// Copyright (c) 2025 - Cowboy AI, Inc.
//! Test Fixtures for ledger-ingest
//!
//! Deterministic accounts, timestamps and commands, plus a harness wiring the
//! pipeline to in-memory collaborators.
//!
//! # Design Principles
//! - All test data is deterministic (no `Uuid::now_v7()` or `Utc::now()`)
//! - Collaborators are shared so tests can inject faults and inspect traffic

#![allow(dead_code)]

use chrono::{DateTime, Utc};
use rust_decimal::Decimal;
use std::str::FromStr;
use std::sync::Arc;

use ledger_ingest::broker::InMemoryBroker;
use ledger_ingest::domain::{AccountId, CreateBalance, CreateConsolidation, CreateTransaction};
use ledger_ingest::event_log::InMemoryEventLog;
use ledger_ingest::projection::InMemoryDocumentStore;
use ledger_ingest::{ChannelPool, IngestionConfig, IngestionPipeline, LedgerCommand, PoolConfig};

pub const ACCOUNT_1: &str = "01934f4a-1000-7000-8000-000000001000";
pub const ACCOUNT_2: &str = "01934f4a-2000-7000-8000-000000002000";

// Fixed business timestamp (2026-01-19T12:00:00Z)
pub const FIXED_TIMESTAMP: &str = "2026-01-19T12:00:00Z";

pub fn parse_timestamp(s: &str) -> DateTime<Utc> {
    DateTime::parse_from_rfc3339(s)
        .expect("Invalid timestamp in test fixture")
        .with_timezone(&Utc)
}

pub fn fixed_timestamp() -> DateTime<Utc> {
    parse_timestamp(FIXED_TIMESTAMP)
}

pub fn account(s: &str) -> AccountId {
    AccountId::parse(s).expect("Invalid account in test fixture")
}

pub fn dec(s: &str) -> Decimal {
    Decimal::from_str(s).expect("Invalid decimal in test fixture")
}

pub fn transaction(account_id: &str, amount: &str) -> LedgerCommand {
    CreateTransaction {
        account_id: account_id.to_string(),
        amount: dec(amount),
        occurred_at: fixed_timestamp(),
    }
    .into()
}

pub fn transaction_at(account_id: &str, amount: &str, at: &str) -> LedgerCommand {
    CreateTransaction {
        account_id: account_id.to_string(),
        amount: dec(amount),
        occurred_at: parse_timestamp(at),
    }
    .into()
}

pub fn consolidation(account_id: &str, amount: &str, at: &str) -> LedgerCommand {
    CreateConsolidation {
        account_id: account_id.to_string(),
        amount: dec(amount),
        created_at: parse_timestamp(at),
    }
    .into()
}

pub fn balance(account_id: &str, debit: &str, credit: &str) -> LedgerCommand {
    CreateBalance {
        account_id: account_id.to_string(),
        debit: dec(debit),
        credit: dec(credit),
        date: fixed_timestamp(),
    }
    .into()
}

/// Pipeline wired to in-memory collaborators
pub struct Harness {
    pub log: Arc<InMemoryEventLog>,
    pub store: Arc<InMemoryDocumentStore>,
    pub broker: InMemoryBroker,
    pub pool: Arc<ChannelPool>,
    pub pipeline: IngestionPipeline,
}

impl Harness {
    pub fn new() -> Self {
        Self::with_pool(PoolConfig::default())
    }

    pub fn with_pool(pool_config: PoolConfig) -> Self {
        let log = Arc::new(InMemoryEventLog::new());
        let store = Arc::new(InMemoryDocumentStore::new());
        let broker = InMemoryBroker::new();
        let pool = Arc::new(ChannelPool::new(Arc::new(broker.clone()), pool_config));
        let pipeline = IngestionPipeline::new(
            log.clone(),
            store.clone(),
            pool.clone(),
            &IngestionConfig::default(),
        );

        Self {
            log,
            store,
            broker,
            pool,
            pipeline,
        }
    }
}
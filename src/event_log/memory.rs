// Copyright (c) 2025 - Cowboy AI, Inc.
//! In-memory event log with scripted failures

use async_trait::async_trait;
use std::collections::{BTreeMap, VecDeque};
use std::sync::atomic::{AtomicU64, Ordering};
use std::sync::{Mutex, MutexGuard};

use super::{EventData, EventLog, ExpectedState};
use crate::errors::AppendError;

#[derive(Debug, Default)]
struct LogState {
    streams: BTreeMap<String, Vec<EventData>>,
    position: u64,
    scripted: VecDeque<AppendError>,
    always: Option<AppendError>,
}

/// Event log held in memory
///
/// Failures are consumed in order: scripted one-shot failures first, then the
/// permanent failure if one is set, then success.
#[derive(Debug, Default)]
pub struct InMemoryEventLog {
    state: Mutex<LogState>,
    calls: AtomicU64,
}

impl InMemoryEventLog {
    /// Create an empty log
    pub fn new() -> Self {
        Self::default()
    }

    /// Fail the next `times` appends with `error`
    pub fn fail_next(&self, times: usize, error: AppendError) {
        let mut state = self.lock();
        state.scripted.extend(std::iter::repeat(error).take(times));
    }

    /// Fail every append with `error` until [`heal`](Self::heal)
    pub fn fail_always(&self, error: AppendError) {
        self.lock().always = Some(error);
    }

    /// Clear all injected failures
    pub fn heal(&self) {
        let mut state = self.lock();
        state.scripted.clear();
        state.always = None;
    }

    /// Number of append calls received, including failed ones
    pub fn append_calls(&self) -> u64 {
        self.calls.load(Ordering::SeqCst)
    }

    /// Events recorded on a stream, in append order
    pub fn events(&self, stream_name: &str) -> Vec<EventData> {
        self.lock().streams.get(stream_name).cloned().unwrap_or_default()
    }

    /// Names of every stream with at least one event
    pub fn stream_names(&self) -> Vec<String> {
        self.lock().streams.keys().cloned().collect()
    }

    fn lock(&self) -> MutexGuard<'_, LogState> {
        self.state.lock().unwrap_or_else(|poisoned| poisoned.into_inner())
    }
}

#[async_trait]
impl EventLog for InMemoryEventLog {
    async fn append_to_stream(
        &self,
        stream_name: &str,
        _expected: ExpectedState,
        events: Vec<EventData>,
    ) -> Result<u64, AppendError> {
        self.calls.fetch_add(1, Ordering::SeqCst);

        let mut state = self.lock();
        if let Some(error) = state.scripted.pop_front() {
            return Err(error);
        }
        if let Some(error) = state.always.clone() {
            return Err(error);
        }

        state.position += events.len() as u64;
        let position = state.position;
        state
            .streams
            .entry(stream_name.to_string())
            .or_default()
            .extend(events);

        Ok(position)
    }
}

_EXERCISE DESCRIPTION_
Output each line exactly, from the first line of the data down to the line that contains "use ledger_ingest::broker::InMemoryBroker;", both included.

_SOLUTION TO THIS PROBLEM_
// Copyright (c) 2025 - Cowboy AI, Inc.
//! Test Fixtures for ledger-ingest
//!
//! Deterministic accounts, timestamps and commands, plus a harness wiring the
//! pipeline to in-memory collaborators.
//!
//! # Design Principles
//! - All test data is deterministic (no `Uuid::now_v7()` or `Utc::now()`)
//! - Collaborators are shared so tests can inject faults and inspect traffic

#![allow(dead_code)]

use chrono::{DateTime, Utc};
use rust_decimal::Decimal;
use std::str::FromStr;
use std::sync::Arc;

use ledger_ingest::broker::InMemoryBroker;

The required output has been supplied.